Botswana’s High Court in Gaborone voted unanimously on Tuesday to overturn colonial-era laws criminalizing homosexuality, a landmark ruling that is being hailed as a victory by LGBTQ activists in Africa.

According to CNN’s Kara Fox, the verdict stemmed from a case brought by Letsweletse Motshidiemang, a 21-year-old student at the University of Botswana, who argued that laws prohibiting homosexuality violated his constitutional rights. Ultimately, the judges of the high court agreed.

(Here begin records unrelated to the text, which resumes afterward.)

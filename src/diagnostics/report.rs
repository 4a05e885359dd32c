use crate::distance::{HierarchyDistanceReport, SlopeComparison};
use crate::error::Result;
use crate::field::FieldData;
use crate::fit::{ellipticity_with_error, FitResult};
use crate::hierarchy::{HierarchyStats, TailFit};
use crate::spectrum::{RadialProfile, SpectrumAnalysis};
use serde::Serialize;

use super::timing::TimingBreakdown;

fn format_value(val: f64) -> String {
    if val.is_finite() {
        format!("{val:.4}")
    } else {
        "-".to_string()
    }
}

#[derive(Clone, Debug, Serialize)]
#[serde(rename_all = "camelCase")]
pub struct InputDescriptor {
    pub label: String,
    pub shape: Vec<usize>,
}

impl InputDescriptor {
    pub fn new(label: impl Into<String>, data: &FieldData) -> Self {
        Self {
            label: label.into(),
            shape: data.shape(),
        }
    }
}

#[derive(Clone, Copy, Debug, Serialize)]
#[serde(rename_all = "camelCase")]
pub struct EllipticityReport {
    pub value: f64,
    pub stderr: f64,
}

/// Results of one spectrum statistic.
#[derive(Clone, Debug, Serialize)]
#[serde(rename_all = "camelCase")]
pub struct SpectrumSummary {
    pub input: InputDescriptor,
    pub slope: f64,
    pub slope_err: f64,
    pub profile: RadialProfile,
    pub fit: FitResult,
    #[serde(skip_serializing_if = "Option::is_none")]
    pub fit_2d: Option<FitResult>,
    #[serde(skip_serializing_if = "Option::is_none")]
    pub ellipticity: Option<EllipticityReport>,
}

impl SpectrumSummary {
    /// Collect the results of a completed run.
    pub fn from_analysis(input: InputDescriptor, analysis: &SpectrumAnalysis) -> Result<Self> {
        let fit_2d = analysis.fit_2d().ok().cloned();
        let ellipticity = fit_2d.as_ref().map(|fit| {
            let (value, stderr) = ellipticity_with_error(fit);
            EllipticityReport { value, stderr }
        });
        Ok(Self {
            input,
            slope: analysis.slope(),
            slope_err: analysis.slope_err(),
            profile: analysis.profile()?.clone(),
            fit: analysis.fit()?.clone(),
            fit_2d,
            ellipticity,
        })
    }

    pub fn summary_line(&self) -> String {
        let mut line = format!(
            "{}: slope={} +/- {} ({} bins fitted)",
            self.input.label,
            format_value(self.slope),
            format_value(self.slope_err),
            self.fit.nobs
        );
        if let Some(e) = self.ellipticity {
            line.push_str(&format!(
                ", ellipticity={} +/- {}",
                format_value(e.value),
                format_value(e.stderr)
            ));
        }
        line
    }
}

/// JSON report written by `pspec_demo`.
#[derive(Clone, Debug, Serialize)]
#[serde(rename_all = "camelCase")]
pub struct SpectrumReport {
    pub kind: String,
    pub datasets: Vec<SpectrumSummary>,
    #[serde(skip_serializing_if = "Option::is_none")]
    pub comparison: Option<SlopeComparison>,
    pub timings: TimingBreakdown,
}

/// Results of one dendrogram statistic.
#[derive(Clone, Debug, Serialize)]
#[serde(rename_all = "camelCase")]
pub struct HierarchySummary {
    pub input: InputDescriptor,
    pub thresholds: Vec<f64>,
    pub feature_counts: Vec<usize>,
    #[serde(skip_serializing_if = "Option::is_none")]
    pub tail: Option<TailFit>,
    /// Levels whose histogram had enough peaks to be filled.
    pub histogram_levels: usize,
}

impl HierarchySummary {
    pub fn from_stats(input: InputDescriptor, stats: &HierarchyStats) -> Result<Self> {
        let levels = stats.levels()?;
        Ok(Self {
            input,
            thresholds: levels.iter().map(|l| l.threshold).collect(),
            feature_counts: levels.iter().map(|l| l.feature_count).collect(),
            tail: stats.tail().cloned(),
            histogram_levels: stats
                .histograms()
                .map_or(0, |h| h.iter().filter(|h| !h.is_empty()).count()),
        })
    }

    pub fn summary_line(&self) -> String {
        let tail = self
            .tail
            .as_ref()
            .map(|t| {
                format!(
                    "tail slope={} +/- {} from delta={}",
                    format_value(t.fit.slope()),
                    format_value(t.fit.slope_err()),
                    format_value(t.break_delta)
                )
            })
            .unwrap_or_else(|| "no tail fit".to_string());
        format!(
            "{}: {} thresholds, features {:?}, {}",
            self.input.label,
            self.thresholds.len(),
            self.feature_counts,
            tail
        )
    }
}

/// JSON report written by `dendro_demo`.
#[derive(Clone, Debug, Serialize)]
#[serde(rename_all = "camelCase")]
pub struct HierarchyReport {
    pub datasets: Vec<HierarchySummary>,
    #[serde(skip_serializing_if = "Option::is_none")]
    pub distance: Option<HierarchyDistanceReport>,
    pub timings: TimingBreakdown,
}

“What compelling public interest is there necessitating such a law? There is no victim,” said Justice Michael Leburu, according to Christian Science Monitor's Ryan Lenora Brown, who was at the courthouse, as Carl Collison of the Mail & Guardian reports.

Leburu also maintained that “[a] democratic society is one that embraces tolerance, diversity and open-mindedness,” and that the now-defunct laws were detrimental to the nation as a whole.

“Societal inclusion is central to ending poverty and fostering shared prosperity,” Leburu said.

Botswana’s penal code had previously defined homosexuality as “carnal knowledge of any person against the order of nature,” and made it punishable by a maximum sentence of seven years imprisonment. Kimon de Greef of the New York Times reports the country first outlawed homosexuality in the late 1800s, when it was under British rule. "From 1860 onwards, the [British Empire] spread a specific set of legal codes and common law throughout its colonies, among them laws proscribing male-to-male sexual relations," according to the Conversation.

Britain’s own anti-homosexuality laws date back to the 16th century. In 1861, British Victorians drafted Section 377 of the Indian Penal Code, which made homosexuality a punishable crime and was “a model law in more ways than one,” according to a 2008 Human Rights Watch report.

“It was a colonial attempt to set standards of behavior, both to reform the colonized and to protect the colonizers against moral lapses,” the report continues. “Its influence stretched across Asia, the Pacific islands, and Africa, almost everywhere the British imperial flag flew.”

The United Kingdom began decriminalizing homosexuality in the 1960s, and some of its former colonies—among them Australia, South Africa and Belize—have struck down their own anti-sodomy laws. India overturned Section 377 last year. But LGBTQ policy around the world remains impacted by the British Empire's legacy of criminalizing homosexuality. As de Greef reports, “Of the more than 70 countries globally that criminalize homosexuality, more than half were once under British dominion.”

Just last month, Kenya’s high court voted to uphold a colonial-era law banning same-sex relationships. And across Africa, LGBTQ groups have struggled to gain acceptance. More than 30 African countries have laws prohibiting homosexual relations and in some nations, including Sudan and parts of Somalia and Nigeria, homosexuality is punishable by death. A 2013 Pew survey found “widespread rejection” of homosexuality on the continent.

Against this backdrop of discrimination, the recent ruling in Botswana has been praised by LGBTQ activists, who say that the judgement can help improve the community’s access to vital health and legal services.

“This judgement can make a massive change for our lives,” Anna Mmolai-Chalmers, coordinator of the Botswana-based LGBTQ rights group Legabibo, tells CNN’s Fox. “The court has upheld our dignity, our privacy, and our liberty... It means freedom.”